Late morning Karola and Polly went off to Napier for the rest of the day. I joined them early afternoon for lunch at the cafe previously known as Divines, now Ajuna. They then went on an Art Deco guided tour for the rest of the afternoon. I returned to Karamu.
Before leaving for Napier for lunch in the Landrover I’d switched the sheep flocks so that the new ram and his ewes were in the Front paddock and the ten male sheep, including the old ram, were in the Middle paddock. Attempting, at Karola’s request, to keep as much distance between the young vigorous new ram and the ewe lambs in the Long Acre. And Bangle and I walked round the orchard, as usual. So there are nine ewe lambs in the Long Acre, eight wether lambs, a wether and the old ram in the Middle paddock, and 20 ewes and the new ram in the Front paddock.
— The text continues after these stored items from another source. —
impl SequenceQueue {
    /// Build the queue from what the store already holds.
    ///
    /// The counter resumes after the last stored record. The processed
    /// window is seeded with the most recent signed record (the anchor the
    /// next signature chains from) and every unsigned record after it.
    pub fn initialize(
        node_id: impl Into<String>,
        store: Arc<dyn RecordStore>,
        clock: &dyn TimeSource,
    ) -> TesseraResult<Self> {
        let node_id = node_id.into();
        let now = clock.now().at;

        let anchor = store.find_last_signed(&node_id, now)?;
        let anchor_sequence = anchor.as_ref().map(|r| r.sequence_number).unwrap_or(0);
        let tail = store.find_unsigned_after(&node_id, anchor_sequence)?;

        let last_sequence = tail
            .last()
            .map(|r| r.sequence_number)
            .unwrap_or(anchor_sequence);

        let mut window = ProcessedWindow {
            last_signed_at: anchor.as_ref().map(|r| r.timestamp),
            ..ProcessedWindow::default()
        };
        for record in anchor.into_iter().chain(tail) {
            window.records.insert(record.sequence_number, record);
        }

        info!(
            node_id = %node_id,
            last_sequence,
            window = window.records.len(),
            "sequence queue initialized"
        );

        Ok(Self {
            node_id,
            store,
            push: Mutex::new(PushState {
                last_sequence,
                next_ticket: 1,
                in_flight: Vec::new(),
                waiters: HashMap::new(),
                drains: Vec::new(),
            }),
            pull: Mutex::new(window),
        })
    }

    pub fn node_id(&self) -> &str {
        &self.node_id
    }

    /// The most recently allocated sequence number.
    pub fn last_sequence_number(&self) -> u64 {
        self.push.lock().last_sequence
    }

    pub fn in_flight_count(&self) -> usize {
        self.push.lock().in_flight.len()
    }

    /// Sequence numbers currently held in the processed window.
    pub fn window_sequence_numbers(&self) -> Vec<u64> {
        self.pull.lock().records.keys().copied().collect()
    }

    /// Allocate the next sequence number for `record` and stamp it.
    ///
    /// Sequence numbers are strictly increasing in push-lock acquisition
    /// order; timestamps are taken under the same lock so they never run
    /// backwards relative to sequence numbers.
    pub fn push(&self, clock: &dyn TimeSource, mut record: AuditRecord) -> QueueHandle {
        let mut state = self.push.lock();

        state.last_sequence += 1;
        let ticket = state.next_ticket;
        state.next_ticket += 1;

        let timestamp = clock.now();
        record.node_id = self.node_id.clone();
        record.sequence_number = state.last_sequence;
        record.timestamp = timestamp.at;

        if !timestamp.synchronized {
            debug!(
                node_id = %self.node_id,
                sequence_number = record.sequence_number,
                "record stamped by an unsynchronized clock"
            );
        }

        let unit = Arc::new(InFlightUnit {
            ticket,
            id: record.id,
            state: Mutex::new(UnitState {
                record,
                persisted: false,
            }),
            dependencies: Latch::new(0),
        });
        state.in_flight.push(Arc::clone(&unit));

        debug!(
            node_id = %self.node_id,
            sequence_number = state.last_sequence,
            in_flight = state.in_flight.len(),
            "sequence number allocated"
        );

        QueueHandle { unit }
    }

    /// Register `handle` as a waiter on every earlier in-flight unit.
    ///
    /// Returns true if any were found; the caller must then call
    /// `QueueHandle::wait_for_dependencies` before building its chain.
    pub fn has_processing_dependencies(&self, handle: &QueueHandle) -> bool {
        let mut guard = self.push.lock();
        let state = &mut *guard;
        let sequence_number = handle.unit.sequence_number();

        let mut found = 0;
        for unit in &state.in_flight {
            if Arc::ptr_eq(unit, &handle.unit) || unit.sequence_number() >= sequence_number {
                continue;
            }
            let waiters = state.waiters.entry(unit.id).or_default();
            if waiters.iter().any(|waiter| Arc::ptr_eq(waiter, &handle.unit)) {
                continue;
            }
            waiters.push(Arc::clone(&handle.unit));
            found += 1;
        }

        if found > 0 {
            handle.unit.dependencies.add(found);
            debug!(
                node_id = %self.node_id,
                sequence_number,
                dependencies = found,
                "record waits for earlier in-flight records"
            );
        }
        found > 0
    }

    /// Take every processed record below `handle`'s sequence number out of
    /// the window, ascending.
    ///
    /// Each record is handed out at most once, so no two signatures cover
    /// the same predecessor.
    pub fn dependencies(&self, handle: &QueueHandle) -> Vec<AuditRecord> {
        let sequence_number = handle.sequence_number();
        let mut window = self.pull.lock();
        let rest = window.records.split_off(&sequence_number);
        let consumed = std::mem::replace(&mut window.records, rest);
        consumed.into_values().collect()
    }

    /// Put records taken by `dependencies` back into the window, for a signer
    /// that failed before it could persist.
    ///
    /// Safe only while the signer is still in flight: no earlier unit is
    /// left to abort, so the returned records cannot have been renumbered.
    pub fn requeue(&self, records: Vec<AuditRecord>) {
        let mut window = self.pull.lock();
        for record in records {
            window.records.insert(record.sequence_number, record);
        }
    }

    /// Like `dependencies`, but returns the concatenated canonical bytes
    /// ready to be prepended to the record's own bytes.
    pub fn dependency_data(&self, handle: &QueueHandle) -> Vec<u8> {
        self.dependencies(handle)
            .iter()
            .flat_map(|record| canonical_bytes(record, true))
            .collect()
    }

    /// Whether `handle`'s timestamp is at least `frequency_ms` after the last
    /// signed record. True when nothing has been signed yet; never true for a
    /// frequency beyond `i64::MAX` once something has been signed.
    pub fn crosses_signing_boundary(&self, handle: &QueueHandle, frequency_ms: u64) -> bool {
        let timestamp = handle.record().timestamp;
        match self.pull.lock().last_signed_at {
            Some(last) => i64::try_from(frequency_ms)
                .is_ok_and(|frequency| (timestamp - last).num_milliseconds() >= frequency),
            None => true,
        }
    }

    /// Run `write` against the handle's record while holding its lock, and
    /// mark the record persisted if it succeeds.
    pub fn persist<F>(&self, handle: &QueueHandle, write: F) -> TesseraResult<()>
    where
        F: FnOnce(&AuditRecord) -> TesseraResult<()>,
    {
        let mut state = handle.unit.state.lock();
        write(&state.record)?;
        state.persisted = true;
        Ok(())
    }

    /// Complete a persisted record: move it into the processed window and
    /// release every unit waiting on it.
    pub fn pull(&self, handle: QueueHandle) {
        let mut state = self.push.lock();
        let mut window = self.pull.lock();

        if !state.take(&handle.unit) {
            warn!(node_id = %self.node_id, "pull of a unit that is not in flight");
            return;
        }

        let record = handle.record();
        if record.is_signed() {
            window.last_signed_at = Some(match window.last_signed_at {
                Some(last) if last > record.timestamp => last,
                _ => record.timestamp,
            });
        }
        debug!(
            node_id = %self.node_id,
            sequence_number = record.sequence_number,
            signed = record.is_signed(),
            "record pulled"
        );
        window.records.insert(record.sequence_number, record);

        state.complete(&handle.unit);
    }

    /// Give back a sequence number whose write failed before commit.
    ///
    /// The counter drops by one and every later record is shifted down by
    /// one so the chain stays gap-free: in-flight units (whether or not they
    /// registered a dependency on this one) and processed records that are
    /// still unsigned. Shifts of already-persisted records are written to
    /// the store in ascending order.
    ///
    /// # Errors
    ///
    /// `Storage`, naming the renumbered range and wrapping the first store
    /// error hit while persisting a shift. The in-memory renumbering is
    /// always completed, so the store keeps a gap the validator will report
    /// inside that range.
    pub fn abort(&self, handle: QueueHandle) -> TesseraResult<()> {
        let mut guard = self.push.lock();
        let state = &mut *guard;
        let mut window = self.pull.lock();

        if !state.take(&handle.unit) {
            warn!(node_id = %self.node_id, "abort of a unit that is not in flight");
            return Ok(());
        }

        let aborted = handle.sequence_number();
        state.last_sequence -= 1;

        let shifted_window: Vec<u64> = window
            .records
            .range(aborted + 1..)
            .filter(|(_, record)| !record.is_signed())
            .map(|(sequence_number, _)| *sequence_number)
            .collect();

        enum Target<'a> {
            Window(u64),
            Unit(&'a Arc<InFlightUnit>),
        }
        let mut targets: Vec<(u64, Target<'_>)> = shifted_window
            .iter()
            .map(|seq| (*seq, Target::Window(*seq)))
            .collect();
        for unit in &state.in_flight {
            let sequence_number = unit.sequence_number();
            if sequence_number > aborted {
                targets.push((sequence_number, Target::Unit(unit)));
            }
        }
        targets.sort_by_key(|(sequence_number, _)| *sequence_number);

        let mut first_error = None;
        let mut remember = |result: TesseraResult<()>| {
            if let Err(e) = result {
                if first_error.is_none() {
                    first_error = Some(e);
                }
            }
        };

        for (sequence_number, target) in &targets {
            let to = sequence_number - 1;
            match target {
                Target::Window(from) => {
                    remember(self.store.renumber(&self.node_id, *from, to));
                    if let Some(mut record) = window.records.remove(from) {
                        record.sequence_number = to;
                        window.records.insert(to, record);
                    }
                }
                Target::Unit(unit) => {
                    let mut unit_state = unit.state.lock();
                    if unit_state.persisted {
                        remember(self.store.renumber(&self.node_id, *sequence_number, to));
                    }
                    unit_state.record.sequence_number = to;
                }
            }
        }

        warn!(
            node_id = %self.node_id,
            sequence_number = aborted,
            renumbered = targets.len(),
            "write aborted, later records renumbered"
        );

        let renumbered = targets
            .first()
            .zip(targets.last())
            .map(|((first, _), (last, _))| (*first, *last));
        drop(targets);
        state.complete(&handle.unit);

        match (first_error, renumbered) {
            (Some(e), Some((first, last))) => Err(TesseraError::Storage {
                reason: format!(
                    "records {}..={} on node '{}' not renumbered after aborting {}: {}",
                    first, last, self.node_id, aborted, e
                ),
            }),
            (Some(e), None) => Err(e),
            (None, _) => Ok(()),
        }
    }

    /// A latch that reaches zero once every currently in-flight unit has
    /// been pulled or aborted.
    pub fn drain_latch(&self) -> Arc<Latch> {
        let mut state = self.push.lock();
        let latch = Arc::new(Latch::new(state.in_flight.len()));
        if !state.in_flight.is_empty() {
            let upto_ticket = state.next_ticket - 1;
            state.drains.push(Drain {
                latch: Arc::clone(&latch),
                upto_ticket,
            });
        }
        latch
    }
}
Mid afternoon entertained the representative of a firm selling domestic water filtration equipment and ventilation systems. He described some of the products that might be useful when renovating the house and left us brochures and approximate prices.
Late afternoon, with rain forecast imminently, I planted the two new swamp cypress trees and watered them well. Just as I’d finished and watered them in the rain came down and it poured for hours. A happy coincidence.
Root-bound Dead Swamp Cypress trees, Now Replaced
Five Swamp Cypress – Including The Two New Ones
Oak Avenue Weather:10℃—24℃ 37.5mm rain [73.8]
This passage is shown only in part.